CHILE

Bribery and laundering charges reveal accreditation mess
The former president of Chile’s National Accreditation Commission (NCA) and two former university rectors were jailed on 1 December on charges of bribery and money laundering. They will spend at least six months in prison, which is how long the Public Prosecution Office has said it will take to investigate the charges.Prosecutor Carlos Gajardo has calculated that former NCA President Luis Eugenio Díaz received around US$620,000 from 2009-11 from several universities that were seeking accreditation.
Former rectors Héctor Zúñiga from Universidad del Mar and Angel Maulén from Universidad Pedro de Valdivia are accused of bribing Díaz. Four other universities may have done the same, according to the public prosecutor.
Several incriminating emails show Díaz tipping off universities on whom to appoint as assessor and sending them confidential reports and previews on how the evaluation process was progressing.
He went so far as to ask the rector of Universidad SEK to hire him and a colleague “with the same pay as other directors".
Díaz assured him: “This is absolutely compatible with my post at NCA.”
In a bid to recuperate at least part of US$12.5 million paid by the government to six universities under investigation last year, Education Minister Harald Beyer asked public prosecutors last week to hand over to the State Defence Council – which takes legal actions on the government’s behalf – all the information gathered so far.
Beyer’s request came a few days after the General Comptroller's Office released a damning 50-page report on the NCA.
Irregularities mentioned in the report include:
- • Keeping courses accredited without having assessed them but charging for the assessment.
- • Not having manuals on accreditation procedures.
- • Leaking decisions to the parties concerned.
An OECD analysis on accreditation in Chile was published on 28 November. It concluded that the national system for quality assurance in education had worked badly because it had a poor legislative structure, inadequate resources and lacked a shared vision of what it intended to achieve.
It said the system “requires profound changes” to, among other things, ensure minimum standards, take the existing institutional diversity into account and improve decision-making transparency.
The OECD’s report was requested by the government as an amendment to a new law that changes the existing accreditation system. Beyer said it would be tabled in the senate in mid-December.

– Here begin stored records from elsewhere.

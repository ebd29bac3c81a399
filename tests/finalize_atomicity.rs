//! Finalize Atomicity Tests
//!
//! Concurrent finalize calls on one quarter produce exactly one record;
//! every other caller sees AlreadyFinalized carrying that record.

mod common;

use std::sync::{Arc, Barrier};
use std::thread;

use common::*;
use quarterclose::store::{FileRecordStore, MemoryRecordStore, RecordStore};
use quarterclose::{FinalizationEngine, FinalizeError, QuarterFinalization};
use quarterclose::source::InMemoryFactSource;
use tempfile::TempDir;

// =============================================================================
// Test Utilities
// =============================================================================

fn race<S: RecordStore + 'static>(
    engine: Arc<FinalizationEngine<InMemoryFactSource, S>>,
    callers: usize,
) -> Vec<Result<QuarterFinalization, FinalizeError>> {
    let barrier = Arc::new(Barrier::new(callers));
    let handles: Vec<_> = (0..callers)
        .map(|n| {
            let engine = Arc::clone(&engine);
            let barrier = Arc::clone(&barrier);
            thread::spawn(move || {
                barrier.wait();
                engine.finalize_quarter(QUARTER, &format!("approver-{}", n), None)
            })
        })
        .collect();

    handles.into_iter().map(|h| h.join().unwrap()).collect()
}

fn assert_single_winner(results: &[Result<QuarterFinalization, FinalizeError>]) -> QuarterFinalization {
    let winners: Vec<&QuarterFinalization> = results.iter().filter_map(|r| r.as_ref().ok()).collect();
    assert_eq!(winners.len(), 1, "expected exactly one successful finalize");
    let winner = winners[0].clone();

    for result in results.iter().filter(|r| r.is_err()) {
        match result {
            Err(FinalizeError::AlreadyFinalized { existing }) => {
                assert_eq!(existing.snapshot_id, winner.snapshot_id)
            }
            other => panic!("expected AlreadyFinalized, got {:?}", other),
        }
    }
    winner
}

// =============================================================================
// Atomicity
// =============================================================================

/// Two concurrent calls: one success, one AlreadyFinalized.
#[test]
fn test_two_concurrent_finalizes() {
    for _ in 0..25 {
        let engine = Arc::new(engine_with(vec![clean_incident("INC-1", 4)]));
        let results = race(Arc::clone(&engine), 2);

        let winner = assert_single_winner(&results);
        assert_eq!(winner.sequence, 1);
        assert_eq!(engine.list_quarter_finalizations(QUARTER).unwrap().len(), 1);
    }
}

/// Many callers still yield one record.
#[test]
fn test_many_concurrent_finalizes() {
    let engine = Arc::new(engine_with(vec![clean_incident("INC-1", 4)]));
    let results = race(Arc::clone(&engine), 8);

    assert_single_winner(&results);
    assert_eq!(
        results.iter().filter(|r| r.is_err()).count(),
        7
    );
    assert_eq!(engine.list_quarter_finalizations(QUARTER).unwrap().len(), 1);
}

/// The file-backed store keeps the same guarantee.
#[test]
fn test_concurrent_finalizes_file_store() {
    let dir = TempDir::new().unwrap();
    let store = FileRecordStore::open(dir.path()).unwrap();
    let engine = Arc::new(engine_over(source_with(vec![clean_incident("INC-1", 4)]), store));

    let results = race(Arc::clone(&engine), 4);
    assert_single_winner(&results);

    let reopened = FileRecordStore::open(dir.path()).unwrap();
    assert_eq!(reopened.finalizations_for(QUARTER).unwrap().len(), 1);
}

/// Concurrent ineligible finalizes write nothing.
#[test]
fn test_concurrent_ineligible_finalizes() {
    let store = Arc::new(MemoryRecordStore::new());
    let engine = Arc::new(engine_over(
        source_with(vec![open_incident("INC-2", 6)]),
        Arc::clone(&store),
    ));

    let results = race(engine, 4);
    assert!(results
        .iter()
        .all(|r| matches!(r, Err(FinalizeError::NotEligible { .. }))));
    assert!(store.finalizations_for(QUARTER).unwrap().is_empty());
}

The changes, said Beyer, would include mandatory accreditation, appointments by a government body (currently designated by various institutions) and accrediting higher education bodies for a minimum of six years – instead of one year, as is the case now.
Unaccredited institutions will not be able to award degrees, and international assessment agencies will be called in; currently, assessment is carried out by private Chilean entities.

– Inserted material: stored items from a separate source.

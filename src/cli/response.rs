//! Response types
//!
//! `{"status":"ok","data":...}` or
//! `{"status":"error","code":...,"message":...,"context":...}`.

use serde::{Deserialize, Serialize};
use serde_json::{json, Value};

use super::errors::CliError;
use crate::finalization::FinalizeError;

/// Response to one request
#[derive(Debug, Clone, PartialEq, Serialize, Deserialize)]
#[serde(tag = "status", rename_all = "lowercase")]
pub enum Response {
    Ok {
        data: Value,
    },
    Error {
        code: String,
        message: String,
        context: Value,
    },
}

impl Response {
    pub fn ok(data: Value) -> Self {
        Response::Ok { data }
    }

    pub fn error(code: &str, message: impl Into<String>, context: Value) -> Self {
        Response::Error {
            code: code.to_string(),
            message: message.into(),
            context,
        }
    }

    pub fn is_ok(&self) -> bool {
        matches!(self, Response::Ok { .. })
    }

    /// Error code, if this is an error response
    pub fn code(&self) -> Option<&str> {
        match self {
            Response::Ok { .. } => None,
            Response::Error { code, .. } => Some(code),
        }
    }

    /// Convert to a JSON value
    pub fn to_json(&self) -> Value {
        serde_json::to_value(self).unwrap_or_else(|e| {
            json!({
                "status": "error",
                "code": "QC_CLI_IO_ERROR",
                "message": format!("Response serialization failed: {}", e),
                "context": null
            })
        })
    }
}

impl From<&FinalizeError> for Response {
    fn from(err: &FinalizeError) -> Self {
        let context = match err {
            FinalizeError::NotEligible {
                quarter_id,
                findings,
            } => json!({ "quarter_id": quarter_id, "findings": findings }),
            FinalizeError::AlreadyFinalized { existing } => json!({ "existing": existing }),
            FinalizeError::DuplicateOverride {
                quarter_id,
                rule_key,
                incident_id,
            } => json!({
                "quarter_id": quarter_id,
                "rule_key": rule_key,
                "incident_id": incident_id
            }),
            FinalizeError::QuarterNotFound(quarter_id) => json!({ "quarter_id": quarter_id }),
            FinalizeError::UnknownRule(rule_key) => json!({ "rule_key": rule_key }),
            FinalizeError::DigestMismatchInternal { quarter_id, .. } => {
                json!({ "quarter_id": quarter_id })
            }
            FinalizeError::StoreUnavailable(store) => json!({ "store_code": store.code() }),
            FinalizeError::InvalidInput(_) => Value::Null,
        };
        Response::error(err.code(), err.to_string(), context)
    }
}

impl From<&CliError> for Response {
    fn from(err: &CliError) -> Self {
        Response::error(err.code(), err.to_string(), Value::Null)
    }
}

Beyer has denied any responsibility for the scandal. But those who are calling him to account point out that initial charges for illegal profiteering in several universities were made last January. A congress committee then ratified them but the minister had washed his hands of the matter.
“I think that this education minister lives in Greenland and that, regrettably, he is deaf, he is dumb and incompetent,” said Alejandra Sepulveda, who led the congressional inquiry.
Those universities under investigation may run into serious problems even if they are not found guilty. Beyer advised students applying for places in 2013 to avoid those institutions that may lose their accreditation if the charges against them are true.
In the meantime, the 18,000 students of Universidad de Mar – whose closure was demanded by the government in October for grave financial and academic problems – have been given help by congress to change universities.